I have purchased a 3D Systems ProJet 3500HD Max. After a very long ordeal I am finally making parts. I am trying to speed up and streamline the cleaning process. The short question is what is the easiest way to remove wax from 70c water in a continuous operation. In other words I do not want to cool the water to remove the wax. This is a very small operation.

I can make about 75 parts at a time, and they are about 1" x 1" x .5". The parts are UV cured acrylic and are completely encased in wax when they come off the printer. The parts can not withstand higher temperatures then 70c. The wax melts around 60c.

Here is the longer version. The parts come out of the oven 70c with a fair amount of wax remaining. The current process is to remove the parts one at a time and pat them down with a paper towel to soak up the wax. It doesn't get much before the wax cools.

Step two is a quick soak in heated 70c mineral oil, either in an ultrasonic cleaner, or a crock-pot. I have been able to sift off the top remaining wax on top of the cooled oil, but it is messy, I lose oil, and it doesn't get it all. I have tried a water based EZ-Rinse, but it get's saturated fast and the wax doesn't congeal very well on top of it. It's probably expensive.

The next step is to wash the parts in hot soapy water, I have to throw the water outside due to the oil in the water.

So far my only successes have been dying the parts black with RIT dye. A full container in about a gallon of water. This works very well, but any oil and wax left over saturates the top of the water inside the dying pot. Just pull the parts out of the dye through the junk you are trying to get rid of and it creates a thin film on the parts. Cleaning by hand can help remove some of this.

The final step is to seal the parts. I have so far not been able to get standard spray can paint or primer to cure properly. I'm assuming I have not removed the wax completely. I have considered a week sodium hydroxide wash, but am not crazy about it. I have had some success with painting with polyurethane.
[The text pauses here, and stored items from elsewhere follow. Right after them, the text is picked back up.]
use serde::{Deserialize, Serialize};
use std::env;
use std::io;
use tracing_appender::non_blocking::WorkerGuard;
use tracing_subscriber::{
    fmt::{self, format::FmtSpan},
    layer::SubscriberExt,
    util::SubscriberInitExt,
    EnvFilter, Layer, Registry,
};

const DEFAULT_FILTER: &str = "info,hyper=warn,tokio=warn,reqwest=warn";

/// Log output format options
#[derive(Debug, Clone, Copy, PartialEq, Eq, Default, Serialize, Deserialize)]
pub enum LogFormat {
    /// Human-readable format (default for development)
    #[default]
    Pretty,
    /// Compact text format
    Compact,
    /// JSON format for log aggregation systems
    Json,
}

impl LogFormat {
    /// Parse a format name, falling back to the default for anything unknown
    pub fn parse(value: &str) -> Self {
        match value.trim().to_lowercase().as_str() {
            "json" => Self::Json,
            "compact" => Self::Compact,
            "pretty" => Self::Pretty,
            _ => Self::default(),
        }
    }

    /// Read `LOG_FORMAT` from the environment
    pub fn from_env() -> Self {
        Self::parse(&env::var("LOG_FORMAT").unwrap_or_default())
    }
}

/// Configuration for structured logging
#[derive(Debug, Clone)]
pub struct LogConfig {
    pub format: LogFormat,
    /// Service name, e.g. "plate-service"
    pub service_name: String,
    pub service_version: String,
    pub node_id: Option<String>,
    /// Deployment environment (development/staging/production)
    pub environment: String,
    /// Emit span open/close events
    pub enable_span_events: bool,
    /// Directory for daily rolling JSON log files; stdout only when `None`
    pub log_dir: Option<String>,
}

impl LogConfig {
    /// Build from process environment variables
    pub fn new(service_name: impl Into<String>) -> Self {
        Self::from_lookup(service_name, |key| env::var(key).ok())
    }

    /// Build from an arbitrary variable lookup
    pub fn from_lookup<F>(service_name: impl Into<String>, lookup: F) -> Self
    where
        F: Fn(&str) -> Option<String>,
    {
        let flag = |key: &str| {
            lookup(key)
                .and_then(|v| v.parse::<bool>().ok())
                .unwrap_or(false)
        };

        let log_dir = if flag("LOG_TO_FILE") {
            lookup("LOG_DIR")
        } else {
            None
        };

        Self {
            format: LogFormat::parse(&lookup("LOG_FORMAT").unwrap_or_default()),
            service_name: service_name.into(),
            service_version: lookup("SERVICE_VERSION").unwrap_or_else(|| "0.1.0".to_string()),
            node_id: lookup("NODE_ID"),
            environment: lookup("ENVIRONMENT").unwrap_or_else(|| "development".to_string()),
            enable_span_events: flag("LOG_SPAN_EVENTS"),
            log_dir,
        }
    }

    pub fn with_format(mut self, format: LogFormat) -> Self {
        self.format = format;
        self
    }

    pub fn with_version(mut self, version: impl Into<String>) -> Self {
        self.service_version = version.into();
        self
    }

    pub fn with_node_id(mut self, node_id: impl Into<String>) -> Self {
        self.node_id = Some(node_id.into());
        self
    }

    pub fn with_environment(mut self, environment: impl Into<String>) -> Self {
        self.environment = environment.into();
        self
    }

    pub fn with_span_events(mut self, enable: bool) -> Self {
        self.enable_span_events = enable;
        self
    }

    pub fn with_file_logging(mut self, log_dir: impl Into<String>) -> Self {
        self.log_dir = Some(log_dir.into());
        self
    }

    fn span_events(&self) -> FmtSpan {
        if self.enable_span_events {
            FmtSpan::NEW | FmtSpan::CLOSE
        } else {
            FmtSpan::NONE
        }
    }
}

/// Keeps the background file writer alive; drop it only at process exit.
#[must_use = "dropping the guard stops file logging"]
pub struct LoggingGuard {
    _file: Option<WorkerGuard>,
}

type BoxedLayer = Box<dyn Layer<Registry> + Send + Sync>;

fn stdout_layer(config: &LogConfig) -> BoxedLayer {
    match config.format {
        LogFormat::Json => fmt::layer()
            .json()
            .with_span_events(config.span_events())
            .with_current_span(true)
            .with_span_list(true)
            .with_target(true)
            .with_thread_ids(true)
            .with_thread_names(true)
            .with_writer(io::stdout)
            .boxed(),
        LogFormat::Compact => fmt::layer()
            .compact()
            .with_span_events(config.span_events())
            .with_target(true)
            .with_thread_ids(false)
            .boxed(),
        LogFormat::Pretty => fmt::layer()
            .pretty()
            .with_span_events(config.span_events())
            .with_target(true)
            .with_thread_ids(false)
            .with_line_number(true)
            .boxed(),
    }
}

/// Initialize structured logging with the given configuration.
///
/// A second call leaves the existing subscriber in place.
pub fn init_structured_logging(config: LogConfig) -> LoggingGuard {
    let filter = EnvFilter::try_from_default_env().unwrap_or_else(|_| EnvFilter::new(DEFAULT_FILTER));

    let mut layers = vec![stdout_layer(&config)];
    let mut file_guard = None;

    if let Some(log_dir) = &config.log_dir {
        let file_appender =
            tracing_appender::rolling::daily(log_dir, format!("{}.log", config.service_name));
        let (non_blocking, guard) = tracing_appender::non_blocking(file_appender);
        layers.push(
            fmt::layer()
                .json()
                .with_span_events(config.span_events())
                .with_writer(non_blocking)
                .boxed(),
        );
        file_guard = Some(guard);
    }

    if let Err(e) = tracing_subscriber::registry().with(layers).with(filter).try_init() {
        tracing::warn!(error = %e, "logging already initialized");
        return LoggingGuard { _file: None };
    }

    tracing::info!(
        service.name = %config.service_name,
        service.version = %config.service_version,
        node_id = config.node_id.as_deref().unwrap_or("-"),
        environment = %config.environment,
        format = ?config.format,
        file_logging = config.log_dir.is_some(),
        "structured logging initialized"
    );

    LoggingGuard { _file: file_guard }
}

/// Initialize logging for a service using environment configuration
pub fn init_with_service(service_name: impl Into<String>) -> LoggingGuard {
    init_structured_logging(LogConfig::new(service_name))
}
pub mod api;
pub mod backend;
pub mod config;
pub mod error;
pub mod state;

pub use backend::registry::BackendRegistry;
pub use config::PlateServiceConfig;
pub use error::ApiError;
pub use state::PlateServiceState;
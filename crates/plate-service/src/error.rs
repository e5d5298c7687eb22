use axum::{
    http::StatusCode,
    response::{IntoResponse, Response},
    Json,
};
use plate_core::RecognitionError;
use serde_json::json;
use thiserror::Error;

#[derive(Debug, Error)]
pub enum ApiError {
    #[error("bad request: {0}")]
    BadRequest(String),

    #[error("not found: {0}")]
    NotFound(String),

    /// The model backend failed or answered with something unusable
    #[error("bad gateway: {0}")]
    BadGateway(String),

    #[error("internal error: {0}")]
    Internal(String),
}

impl ApiError {
    pub fn bad_request(msg: impl Into<String>) -> Self {
        Self::BadRequest(msg.into())
    }

    pub fn not_found(msg: impl Into<String>) -> Self {
        Self::NotFound(msg.into())
    }

    pub fn bad_gateway(msg: impl Into<String>) -> Self {
        Self::BadGateway(msg.into())
    }

    pub fn internal(msg: impl Into<String>) -> Self {
        Self::Internal(msg.into())
    }

    pub fn status(&self) -> StatusCode {
        match self {
            ApiError::BadRequest(_) => StatusCode::BAD_REQUEST,
            ApiError::NotFound(_) => StatusCode::NOT_FOUND,
            ApiError::BadGateway(_) => StatusCode::BAD_GATEWAY,
            ApiError::Internal(_) => StatusCode::INTERNAL_SERVER_ERROR,
        }
    }
}

impl IntoResponse for ApiError {
    fn into_response(self) -> Response {
        let status = self.status();
        let message = match self {
            ApiError::BadRequest(msg)
            | ApiError::NotFound(msg)
            | ApiError::BadGateway(msg)
            | ApiError::Internal(msg) => msg,
        };

        let body = Json(json!({
            "error": message,
        }));

        (status, body).into_response()
    }
}

impl From<RecognitionError> for ApiError {
    fn from(err: RecognitionError) -> Self {
        let message = err.to_string();
        match err {
            RecognitionError::InvalidImage(_) => ApiError::bad_request(message),
            RecognitionError::ShapeMismatch { .. } | RecognitionError::Inference(_) => {
                ApiError::bad_gateway(message)
            }
            RecognitionError::InvalidConfig(_) => ApiError::internal(message),
        }
    }
}

impl From<anyhow::Error> for ApiError {
    fn from(err: anyhow::Error) -> Self {
        ApiError::internal(err.to_string())
    }
}

impl From<tokio::task::JoinError> for ApiError {
    fn from(err: tokio::task::JoinError) -> Self {
        ApiError::internal(format!("recognition task failed: {}", err))
    }
}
For now I'm doing it by hand by thinning water based Varathane 50% and brushing it on. I plan to spray it on eventually.

So I would like to replace all of this time consuming part by part handling. I would like to replace all of these steps excluding sealing with one operation. If the parts can be put inside a 70c water bath, but with circulation and filtering to remove the wax I think I could seal them directly.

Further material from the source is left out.